The word 'sycamore' consists of two words of Greek origin, sicon, 'fig', and 'moros, 'black mulberry', so that the etymology itself, as in many cases, describes the tree: it is a fig tree whose leaves resemble those of the black mulberry. The specific name comes in turn from the resemblance of its leaves to those of the genus platanus.

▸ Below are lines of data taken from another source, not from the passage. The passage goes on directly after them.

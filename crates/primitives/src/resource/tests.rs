use std::collections::HashSet;

use super::{RegistryKey, RegistryRoots, ResourceKey, TagKey};
use crate::key::Key;

struct Color;
struct Block;

const COLORS: RegistryKey<Color> = RegistryKey::new(Key::from_static("zero", "colors"));

#[test]
fn resource_keys_compare_by_components() {
	let red = COLORS.entry(Key::minecraft("red"));
	let again = ResourceKey::<Color>::new(Key::from_static("zero", "colors"), Key::minecraft("red"));
	assert_eq!(red, again);
	assert_ne!(red, COLORS.entry(Key::minecraft("blue")));

	let set: HashSet<_> = [red.clone(), again].into_iter().collect();
	assert_eq!(set.len(), 1);
	assert!(red.is_for(&COLORS));
}

#[test]
fn same_location_in_other_registry_differs() {
	let red = COLORS.entry(Key::minecraft("red"));
	let other = ResourceKey::<Color>::new(Key::from_static("zero", "dyes"), Key::minecraft("red"));
	assert_ne!(red, other);
}

#[test]
fn registry_resource_key_lives_under_root() {
	let key: ResourceKey<Block> = COLORS.resource_key();
	assert_eq!(key.registry(), &RegistryRoots::ZERO);
	assert_eq!(key.location(), COLORS.location());
	assert_eq!(RegistryRoots::ZERO.to_string(), "zero:root");
}

#[test]
fn formatting() {
	let red = COLORS.entry(Key::minecraft("red"));
	assert_eq!(red.to_string(), "ResourceKey[zero:colors / minecraft:red]");

	let warm: TagKey<Color> = COLORS.tag(Key::minecraft("warm"));
	assert_eq!(warm.to_string(), "#minecraft:warm");
	assert_eq!(format!("{warm:?}"), "TagKey[zero:colors / minecraft:warm]");
	assert_eq!(format!("{COLORS:?}"), "RegistryKey[zero:colors]");
}

#[test]
fn tag_keys_sort_by_location() {
	let mut tags = vec![
		COLORS.tag(Key::minecraft("warm")),
		COLORS.tag(Key::minecraft("cold")),
	];
	tags.sort();
	assert_eq!(tags[0].location(), &Key::minecraft("cold"));
}
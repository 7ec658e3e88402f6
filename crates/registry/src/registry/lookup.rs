//! Borrowed views over a [`SimpleRegistry`].

use std::sync::Arc;

use zero_primitives::{IntBiMap, RegistryKey, ResourceKey, TagKey};

use super::simple::SimpleRegistry;
use crate::holder::{Holder, HolderGetter, HolderLookup, NamedHolderSet};
use crate::{RegistryError, RegistryValue};

/// Read-only view; never mutates the registry.
#[derive(Debug)]
pub struct RegistryLookup<'a, T: RegistryValue> {
	registry: &'a SimpleRegistry<T>,
}

impl<'a, T: RegistryValue> RegistryLookup<'a, T> {
	pub(super) fn new(registry: &'a SimpleRegistry<T>) -> Self {
		Self { registry }
	}
}

impl<T: RegistryValue> Clone for RegistryLookup<'_, T> {
	fn clone(&self) -> Self {
		*self
	}
}

impl<T: RegistryValue> Copy for RegistryLookup<'_, T> {}

impl<T: RegistryValue> HolderGetter<T> for RegistryLookup<'_, T> {
	fn get(&self, key: &ResourceKey<T>) -> Option<Holder<T>> {
		self.registry.holder_by_key(key)
	}

	fn get_tag(&self, key: &TagKey<T>) -> Option<Arc<NamedHolderSet<T>>> {
		self.registry.get_tag(key)
	}
}

impl<T: RegistryValue> HolderLookup<T> for RegistryLookup<'_, T> {
	fn registry_key(&self) -> &RegistryKey<T> {
		self.registry.key()
	}

	fn list_elements(&self) -> Vec<Holder<T>> {
		self.registry.holders().to_vec()
	}

	fn list_tags(&self) -> Vec<Arc<NamedHolderSet<T>>> {
		self.registry
			.tag_entries()
			.into_iter()
			.map(|(_, set)| set)
			.collect()
	}
}

/// Lookup used while populating registries: unknown keys get a fresh unbound
/// holder and unknown tags a fresh empty set.
#[derive(Debug)]
pub struct RegistrationLookup<'a, T: RegistryValue> {
	registry: &'a SimpleRegistry<T>,
}

impl<'a, T: RegistryValue> RegistrationLookup<'a, T> {
	pub(super) fn new(registry: &'a SimpleRegistry<T>) -> Self {
		Self { registry }
	}

	/// The holder for `key`, created unbound if needed.
	pub fn get_or_create(&self, key: &ResourceKey<T>) -> Result<Holder<T>, RegistryError> {
		self.registry.get_or_create_holder(key)
	}

	/// The named set for `key`, created empty if needed.
	pub fn tag(&self, key: &TagKey<T>) -> Arc<NamedHolderSet<T>> {
		self.registry.get_or_create_tag(key)
	}
}

impl<T: RegistryValue> HolderGetter<T> for RegistrationLookup<'_, T> {
	fn get(&self, key: &ResourceKey<T>) -> Option<Holder<T>> {
		self.get_or_create(key).ok()
	}

	fn get_tag(&self, key: &TagKey<T>) -> Option<Arc<NamedHolderSet<T>>> {
		Some(self.tag(key))
	}

	fn get_or_err(&self, key: &ResourceKey<T>) -> Result<Holder<T>, RegistryError> {
		self.get_or_create(key)
	}

	fn get_tag_or_err(&self, key: &TagKey<T>) -> Result<Arc<NamedHolderSet<T>>, RegistryError> {
		Ok(self.tag(key))
	}
}

/// Read-only element lookup whose tag lookups create missing tags.
#[derive(Debug)]
pub struct TagAddingLookup<'a, T: RegistryValue> {
	registry: &'a SimpleRegistry<T>,
}

impl<'a, T: RegistryValue> TagAddingLookup<'a, T> {
	pub(super) fn new(registry: &'a SimpleRegistry<T>) -> Self {
		Self { registry }
	}
}

impl<T: RegistryValue> HolderGetter<T> for TagAddingLookup<'_, T> {
	fn get(&self, key: &ResourceKey<T>) -> Option<Holder<T>> {
		self.registry.holder_by_key(key)
	}

	fn get_tag(&self, key: &TagKey<T>) -> Option<Arc<NamedHolderSet<T>>> {
		Some(self.registry.get_or_create_tag(key))
	}
}

impl<T: RegistryValue> HolderLookup<T> for TagAddingLookup<'_, T> {
	fn registry_key(&self) -> &RegistryKey<T> {
		self.registry.key()
	}

	fn list_elements(&self) -> Vec<Holder<T>> {
		self.registry.holders().to_vec()
	}

	fn list_tags(&self) -> Vec<Arc<NamedHolderSet<T>>> {
		self.registry.as_lookup().list_tags()
	}
}

/// [`IntBiMap`] over the holders of a registry.
#[derive(Debug)]
pub struct HolderIdMap<'a, T: RegistryValue> {
	registry: &'a SimpleRegistry<T>,
}

impl<'a, T: RegistryValue> HolderIdMap<'a, T> {
	pub(super) fn new(registry: &'a SimpleRegistry<T>) -> Self {
		Self { registry }
	}
}

impl<T: RegistryValue> IntBiMap<Holder<T>> for HolderIdMap<'_, T> {
	fn len(&self) -> usize {
		self.registry.len()
	}

	fn get_by_id(&self, id: u32) -> Option<Holder<T>> {
		self.registry.holder_by_id(id)
	}

	fn get_id(&self, holder: &Holder<T>) -> Option<u32> {
		let value = holder.try_value()?;
		self.registry.get_id(&value)
	}

	fn values(&self) -> Vec<Holder<T>> {
		self.registry.holders().to_vec()
	}
}
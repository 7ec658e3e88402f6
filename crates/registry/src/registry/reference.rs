use std::fmt;
use std::sync::Arc;

use zero_primitives::{Key, RegistryKey, ResourceKey};

use super::simple::SimpleRegistry;
use crate::access::{RegistryHolder, RegistryHolderExt};
use crate::{RegistryError, RegistryValue};

/// A key bound to a concrete registry, resolved on every [`get`](Self::get).
pub struct RegistryReference<T: RegistryValue> {
	registry: Arc<SimpleRegistry<T>>,
	key: ResourceKey<T>,
}

impl<T: RegistryValue> RegistryReference<T> {
	pub fn new(registry: Arc<SimpleRegistry<T>>, location: Key) -> Self {
		let key = registry.key().entry(location);
		Self { registry, key }
	}

	pub fn key(&self) -> &ResourceKey<T> {
		&self.key
	}

	pub fn get(&self) -> Result<Arc<T>, RegistryError> {
		self.registry
			.get_by_key(&self.key)
			.ok_or_else(|| RegistryError::MissingElement {
				key: self.key.to_string(),
			})
	}
}

impl<T: RegistryValue> Clone for RegistryReference<T> {
	fn clone(&self) -> Self {
		Self {
			registry: self.registry.clone(),
			key: self.key.clone(),
		}
	}
}

impl<T: RegistryValue> fmt::Debug for RegistryReference<T> {
	fn fmt(&self, f: &mut fmt::Formatter<'_>) -> fmt::Result {
		f.debug_tuple("RegistryReference").field(&self.key).finish()
	}
}

/// A key resolved against whichever [`RegistryHolder`] is current.
pub struct DynamicRegistryReference<T> {
	registry: RegistryKey<T>,
	key: ResourceKey<T>,
}

impl<T: RegistryValue> DynamicRegistryReference<T> {
	pub fn new(registry: RegistryKey<T>, location: Key) -> Self {
		let key = registry.entry(location);
		Self { registry, key }
	}

	pub fn key(&self) -> &ResourceKey<T> {
		&self.key
	}

	pub fn get(&self, holder: &(impl RegistryHolder + ?Sized)) -> Result<Arc<T>, RegistryError> {
		holder
			.registry_or_err(&self.registry)?
			.get_by_key(&self.key)
			.ok_or_else(|| RegistryError::MissingElement {
				key: self.key.to_string(),
			})
	}
}

impl<T> Clone for DynamicRegistryReference<T> {
	fn clone(&self) -> Self {
		Self {
			registry: self.registry.clone(),
			key: self.key.clone(),
		}
	}
}

impl<T> fmt::Debug for DynamicRegistryReference<T> {
	fn fmt(&self, f: &mut fmt::Formatter<'_>) -> fmt::Result {
		f.debug_tuple("DynamicRegistryReference").field(&self.key).finish()
	}
}
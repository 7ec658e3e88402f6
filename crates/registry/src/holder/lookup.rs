use std::sync::Arc;

use zero_primitives::{RegistryKey, ResourceKey, TagKey};

use super::{Holder, NamedHolderSet};
use crate::{RegistryError, RegistryValue};

/// Resolves keys and tag keys of one registry into holders.
pub trait HolderGetter<T: RegistryValue> {
	fn get(&self, key: &ResourceKey<T>) -> Option<Holder<T>>;

	fn get_tag(&self, key: &TagKey<T>) -> Option<Arc<NamedHolderSet<T>>>;

	fn get_or_err(&self, key: &ResourceKey<T>) -> Result<Holder<T>, RegistryError> {
		self.get(key).ok_or_else(|| RegistryError::MissingElement {
			key: key.to_string(),
		})
	}

	fn get_tag_or_err(&self, key: &TagKey<T>) -> Result<Arc<NamedHolderSet<T>>, RegistryError> {
		self.get_tag(key).ok_or_else(|| RegistryError::MissingTag {
			key: format!("{key:?}"),
		})
	}
}

/// A [`HolderGetter`] that can also enumerate its registry.
pub trait HolderLookup<T: RegistryValue>: HolderGetter<T> {
	fn registry_key(&self) -> &RegistryKey<T>;

	/// Every registered holder in id order.
	fn list_elements(&self) -> Vec<Holder<T>>;

	fn list_tags(&self) -> Vec<Arc<NamedHolderSet<T>>>;
}
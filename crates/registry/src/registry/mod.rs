//! Registries and their views.
//!
//! # Key Types
//!
//! | Type | Role |
//! |------|------|
//! | [`SimpleRegistry`] | Keyed store of values, holders and tags. |
//! | [`RegistryLookup`] | Read-only [`crate::HolderLookup`] view. |
//! | [`RegistrationLookup`] | Creates holders and tags on demand during loading. |
//! | [`TagSet`] | Value-level view of one tag. |
//! | [`DynRegistry`] | Type-erased handle stored in the registry-of-registries. |
//! | [`RegistryReference`], [`DynamicRegistryReference`] | Deferred single-value lookups. |
//!
//! # Lifecycle
//!
//! 1. **Open:** values are registered, holders created speculatively or
//!    intrusively, tags declared.
//! 2. **Freeze:** [`SimpleRegistry::freeze`] checks that every holder is bound,
//!    that no intrusive holder was left behind and that a defaulted registry has
//!    its default, then rejects all further registration.
//! 3. **Frozen:** reads only, plus tag rebinding through
//!    [`SimpleRegistry::bind_tags`].

mod erased;
mod lookup;
mod reference;
mod simple;
mod tags;

pub use erased::{DynRegistry, ErasedRegistry};
pub use lookup::{HolderIdMap, RegistrationLookup, RegistryLookup, TagAddingLookup};
pub use reference::{DynamicRegistryReference, RegistryReference};
pub use simple::SimpleRegistry;
pub use tags::TagSet;
//! Typed resource identifiers.
//!
//! # Role
//!
//! [`ResourceKey`] names one value inside one registry, [`RegistryKey`] names a
//! registry, and [`TagKey`] names a group of values inside a registry. The type
//! parameter only ties a key to the value type of its registry; equality and
//! hashing look at the key components alone.

use std::cmp::Ordering;
use std::fmt;
use std::hash::{Hash, Hasher};
use std::marker::PhantomData;

use crate::key::Key;

/// Well-known registry roots.
pub struct RegistryRoots;

impl RegistryRoots {
	/// Root under which every Zero registry is registered.
	pub const ZERO: Key = Key::from_static("zero", "root");
}

/// Implements equality, hashing and ordering over `parts()` without bounds on `T`.
macro_rules! key_traits {
	($ty:ident) => {
		impl<T> PartialEq for $ty<T> {
			fn eq(&self, other: &Self) -> bool {
				self.parts() == other.parts()
			}
		}

		impl<T> Eq for $ty<T> {}

		impl<T> Hash for $ty<T> {
			fn hash<H: Hasher>(&self, state: &mut H) {
				self.parts().hash(state);
			}
		}

		impl<T> PartialOrd for $ty<T> {
			fn partial_cmp(&self, other: &Self) -> Option<Ordering> {
				Some(self.cmp(other))
			}
		}

		impl<T> Ord for $ty<T> {
			fn cmp(&self, other: &Self) -> Ordering {
				self.parts().cmp(&other.parts())
			}
		}
	};
}

/// Identity of a value inside a registry: `(registry, location)`.
pub struct ResourceKey<T> {
	registry: Key,
	location: Key,
	_marker: PhantomData<fn() -> T>,
}

impl<T> ResourceKey<T> {
	pub const fn new(registry: Key, location: Key) -> Self {
		Self {
			registry,
			location,
			_marker: PhantomData,
		}
	}

	/// Key for `location` inside the registry named by `registry`.
	pub fn of(registry: &RegistryKey<T>, location: Key) -> Self {
		Self::new(registry.location().clone(), location)
	}

	pub fn registry(&self) -> &Key {
		&self.registry
	}

	pub fn location(&self) -> &Key {
		&self.location
	}

	/// Returns true if this key points into `registry`.
	pub fn is_for(&self, registry: &RegistryKey<T>) -> bool {
		self.registry == *registry.location()
	}

	/// Reinterprets the key for another value type with the same components.
	pub fn cast<U>(&self) -> ResourceKey<U> {
		ResourceKey::new(self.registry.clone(), self.location.clone())
	}

	fn parts(&self) -> (&Key, &Key) {
		(&self.registry, &self.location)
	}
}

impl<T> Clone for ResourceKey<T> {
	fn clone(&self) -> Self {
		Self::new(self.registry.clone(), self.location.clone())
	}
}

key_traits!(ResourceKey);

impl<T> fmt::Debug for ResourceKey<T> {
	fn fmt(&self, f: &mut fmt::Formatter<'_>) -> fmt::Result {
		write!(f, "ResourceKey[{} / {}]", self.registry, self.location)
	}
}

impl<T> fmt::Display for ResourceKey<T> {
	fn fmt(&self, f: &mut fmt::Formatter<'_>) -> fmt::Result {
		fmt::Debug::fmt(self, f)
	}
}

/// Name of a registry holding values of type `T`.
pub struct RegistryKey<T> {
	location: Key,
	_marker: PhantomData<fn() -> T>,
}

impl<T> RegistryKey<T> {
	pub const fn new(location: Key) -> Self {
		Self {
			location,
			_marker: PhantomData,
		}
	}

	pub fn location(&self) -> &Key {
		&self.location
	}

	/// Key under which this registry is itself registered in the root registry.
	pub fn resource_key<U>(&self) -> ResourceKey<U> {
		ResourceKey::new(RegistryRoots::ZERO, self.location.clone())
	}

	/// Key of the value at `location` in this registry.
	pub fn entry(&self, location: Key) -> ResourceKey<T> {
		ResourceKey::of(self, location)
	}

	/// Key of the tag at `location` in this registry.
	pub fn tag(&self, location: Key) -> TagKey<T> {
		TagKey::new(self.clone(), location)
	}

	fn parts(&self) -> &Key {
		&self.location
	}
}

impl<T> Clone for RegistryKey<T> {
	fn clone(&self) -> Self {
		Self::new(self.location.clone())
	}
}

key_traits!(RegistryKey);

impl<T> fmt::Debug for RegistryKey<T> {
	fn fmt(&self, f: &mut fmt::Formatter<'_>) -> fmt::Result {
		write!(f, "RegistryKey[{}]", self.location)
	}
}

impl<T> fmt::Display for RegistryKey<T> {
	fn fmt(&self, f: &mut fmt::Formatter<'_>) -> fmt::Result {
		fmt::Display::fmt(&self.location, f)
	}
}

/// Name of a group of values inside a registry.
pub struct TagKey<T> {
	registry: RegistryKey<T>,
	location: Key,
}

impl<T> TagKey<T> {
	pub const fn new(registry: RegistryKey<T>, location: Key) -> Self {
		Self { registry, location }
	}

	pub fn registry(&self) -> &RegistryKey<T> {
		&self.registry
	}

	pub fn location(&self) -> &Key {
		&self.location
	}

	fn parts(&self) -> (&Key, &Key) {
		(&self.registry.location, &self.location)
	}
}

impl<T> Clone for TagKey<T> {
	fn clone(&self) -> Self {
		Self::new(self.registry.clone(), self.location.clone())
	}
}

key_traits!(TagKey);

impl<T> fmt::Debug for TagKey<T> {
	fn fmt(&self, f: &mut fmt::Formatter<'_>) -> fmt::Result {
		write!(f, "TagKey[{} / {}]", self.registry.location(), self.location)
	}
}

impl<T> fmt::Display for TagKey<T> {
	fn fmt(&self, f: &mut fmt::Formatter<'_>) -> fmt::Result {
		write!(f, "#{}", self.location)
	}
}

#[cfg(test)]
mod tests;
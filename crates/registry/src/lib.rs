//! Typed registries for Zero.
//!
//! A registry maps namespaced keys, dense integer ids and values onto stable
//! [`Holder`] proxies. Holders may be handed out before their value exists,
//! carry tag membership, and survive until the registry is dropped. Registries
//! are written during a single-threaded bootstrap, frozen once, and read
//! concurrently afterwards.
//!
//! # Layout
//!
//! - [`holder`] - holders, holder sets, owners and lookup traits
//! - [`registry`] - [`SimpleRegistry`] and its views
//! - [`access`] - registry-of-registries views ([`RegistryHolder`])
//! - [`bootstrap`] - two-phase population of a set of registries
//! - [`factory`] - explicit service locator keyed by type
//! - [`settings`] - severity of non-fatal diagnostics

pub mod access;
pub mod bootstrap;
mod error;
pub mod factory;
pub mod holder;
pub mod registry;
pub mod settings;
mod value;
mod warning;

pub use access::{
	CombinedRegistryHolder, FilteredRegistryHolder, ImmutableRegistryHolder, ParentRegistryHolder,
	RegistryAccess, RegistryHolder, RegistryHolderExt,
};
pub use bootstrap::{BootstrapError, BootstrapKind, RegistryBootstrap, RegistryLoader};
pub use error::RegistryError;
pub use factory::{FactoryError, FactoryProvider};
pub use holder::{
	DirectHolderSet, Holder, HolderGetter, HolderKind, HolderLookup, HolderOwner, HolderSet,
	NamedHolderSet, Reference, ReferenceKind,
};
pub use registry::{
	DynRegistry, DynamicRegistryReference, ErasedRegistry, HolderIdMap, RegistrationLookup,
	RegistryLookup, RegistryReference, SimpleRegistry, TagAddingLookup, TagSet,
};
pub use settings::{RegistrySettings, SettingsError, Severity};
pub use value::RegistryValue;
pub use warning::{RegistryWarning, WarningKind};
pub use zero_primitives::{IntBiMap, Key, KeyError, RegistryKey, RegistryRoots, ResourceKey, TagKey};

Apparently the origin of the tree is southern Europe and North Africa. The ancient Egyptians knew a tree from this type and assessed its wood for its use in carpentry. In this sense, the longevity of these trees, with specimens that can reach 1000 years, coupled with the incorruptibility of its timber, probably motivated that the sycamore was used to build the boxes of the sarcophagus where the mummies typical of this culture laid. The sycamores that appear in the model of a house with courtyard found in the tomb of Meket-Re (Dynasty 11th, 2000 BC) that we can see today in the Metropolitan of New York, are a material witness that trees of this type were part of the landscape and daily life of ancient Egypt.
A major set of 300 specimens of acer pseudoplatanus reached the Alcázar of Seville in late 1910, brought from the Royal Sites in the Granja de San Ildefonso. Currently there is only one specimen in the Alcázar, possibly a descendant of that major shipment in which apart from the Sycamore there were other exotic species that eventually shaped the image of the present gardens.